Title IX and Bathroom/Locker Room Use.  G.G. v. Gloucester County School Board, No. 15-2056. This case deals with the intersection between a school district’s policy governing bathroom use and Title IX.   Earlier this year, the Supreme Court sent this case back to the U.S. Court of Appeals for the Fourth Circuit for additional briefing in light of the withdrawal of the Office for Civil Rights questionable transgender guidance issued in May 2016.  The parties filed opening briefs in the Fourth Circuit in early May 2017 with Reply briefs due June 2, 2017.  Several organizations have filed amicus briefs.

Accreditation.  Accrediting Council for Independent Colleges & Schools (ACICS) v.
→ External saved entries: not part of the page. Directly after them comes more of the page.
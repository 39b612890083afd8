//! # Sick Fits DB
//!
//! Database pool initialization and schema migrations.
//!
//! # Example
//!
//! ```ignore
//! use sickfits_config::DatabaseConfig;
//! use sickfits_db::{init_db_pool, run_migrations};
//!
//! let pool = init_db_pool(&DatabaseConfig::from_env()).await?;
//! run_migrations(&pool).await?;
//! ```

use sickfits_config::DatabaseConfig;
use sqlx::postgres::PgPoolOptions;
use tracing::instrument;

pub use sqlx::PgPool;

/// Opens a PostgreSQL connection pool.
///
/// The URL is handed to the driver as-is, so a malformed or non-PostgreSQL
/// URL (including the `mongodb://` default) is reported here, as a driver
/// error, on the first connection attempt.
#[instrument(skip(config), fields(max_connections = config.max_connections))]
pub async fn init_db_pool(config: &DatabaseConfig) -> Result<PgPool, sqlx::Error> {
    PgPoolOptions::new()
        .max_connections(config.max_connections)
        .connect(&config.url)
        .await
}

/// Brings the tables behind every list up to date.
pub async fn run_migrations(pool: &PgPool) -> Result<(), sqlx::migrate::MigrateError> {
    sqlx::migrate!("../../migrations").run(pool).await
}
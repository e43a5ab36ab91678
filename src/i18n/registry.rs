//! Language registry: Single source of truth for all supported target languages.
//!
//! The table is a compile-time constant. Codes are unique and lookups are
//! exact-match and case-sensitive (`"zh-CN"` is supported, `"zh-cn"` is not).

/// A supported translation target.
#[derive(Debug, Clone, Copy, PartialEq, Eq)]
pub struct LanguageEntry {
    /// Language code sent to the translation service (e.g., "hi", "zh-CN")
    pub code: &'static str,

    /// English display name (e.g., "Hindi")
    pub name: &'static str,
}

const fn entry(code: &'static str, name: &'static str) -> LanguageEntry {
    LanguageEntry { code, name }
}

/// Every supported language, in the order shown by `help`.
pub static LANGUAGES: &[LanguageEntry] = &[
    // Widely used languages
    entry("hi", "Hindi"),
    entry("fr", "French"),
    entry("zh-CN", "Chinese (Simplified)"),
    entry("ja", "Japanese"),
    entry("es", "Spanish"),
    entry("de", "German"),
    entry("it", "Italian"),
    entry("pt", "Portuguese"),
    entry("ru", "Russian"),
    entry("ko", "Korean"),
    entry("ar", "Arabic"),
    entry("nl", "Dutch"),
    entry("tr", "Turkish"),
    entry("pl", "Polish"),
    entry("sv", "Swedish"),
    entry("id", "Indonesian"),
    entry("vi", "Vietnamese"),
    entry("th", "Thai"),
    entry("uk", "Ukrainian"),
    // Eighth Schedule of the Constitution of India (Hindi listed above)
    entry("as", "Assamese"),
    entry("bn", "Bengali"),
    entry("brx", "Bodo"),
    entry("doi", "Dogri"),
    entry("gu", "Gujarati"),
    entry("kn", "Kannada"),
    entry("ks", "Kashmiri"),
    entry("kok", "Konkani"),
    entry("mai", "Maithili"),
    entry("ml", "Malayalam"),
    entry("mni", "Manipuri (Meitei)"),
    entry("mr", "Marathi"),
    entry("ne", "Nepali"),
    entry("or", "Odia"),
    entry("pa", "Punjabi"),
    entry("sa", "Sanskrit"),
    entry("sat", "Santali"),
    entry("sd", "Sindhi"),
    entry("ta", "Tamil"),
    entry("te", "Telugu"),
    entry("ur", "Urdu"),
];

/// Get a language entry by its code.
///
/// # Returns
/// * `Some(&LanguageEntry)` if the code is in the table
/// * `None` otherwise
pub fn lookup(code: &str) -> Option<&'static LanguageEntry> {
    LANGUAGES.iter().find(|lang| lang.code == code)
}

/// Check if a language code can be used as a translation target.
pub fn is_language_supported(code: &str) -> bool {
    lookup(code).is_some()
}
U.S. Department of Education, Civil Action No. 1:16-cv-02448.  In this DC federal court case, ACICS challenges the Department’s termination of ACICS’s status as a “recognized” accreditor.  Both parties have filed Motions for Summary Judgment and await action by the court.

 

Hearing Set on FY2018 Education Budget

The Subcommittee on Labor, Health and Human Services, Education, and Related Agencies of the House Committee on Appropriations has scheduled a hearing on May 24, 2017, 11:00 AM in 2858 Rayburn on the proposed Department of Education budget, FY2018 (covering Oct. 1, 2017 through Sept. 30, 2018).  Secretary of Education Betsy DeVos is scheduled to testify.

Meanwhile, the final Consolidated Omnibus Appropriations Act, 2017 to fund the federal government through September 30, 2017 became law (Public Law 115-31) on May 5, 2017.  Key take-aways for the Department of Education are–

  • Increase of $9 million for charter schools
  • Reauthorizes DC Opportunity Scholarships through 2019
  • Increase of $1 million for magnet schools
  • Increase of $550 million for Title I grants to the states
  • Increase of $90 million for IDEA grants
  • Increase of $23 million for Impact Aid
  • Increase of $25 million for 21st Century Community Learning Centers (before- and -after school care)
  • Elimination of school improvement grants (-$450 million)
  • Decrease of teacher training grants (-$200 million)
  • Permits year-round Pell grants

 

 

 

What the NY Times Failed to Report

Too often in our day balanced reporting has fallen by the wayside.  Such was the case in a NY Times article (“Betsy Devos’s Hiring of For-Profit College Official Raises Impartiality Issues”)  published online March 17, 2017 about Robert S. Eitel, a former law partner of mine and current member of the beachhead team at the U.S. Department of Education.  The article left out critical information about the full extent of the recusals Mr. Eitel pursued and agreed-to with the Department’s ethics office.  Writer Jennifer Rubin of the Washington Post’s Right Turn blog aptly captures the issues here.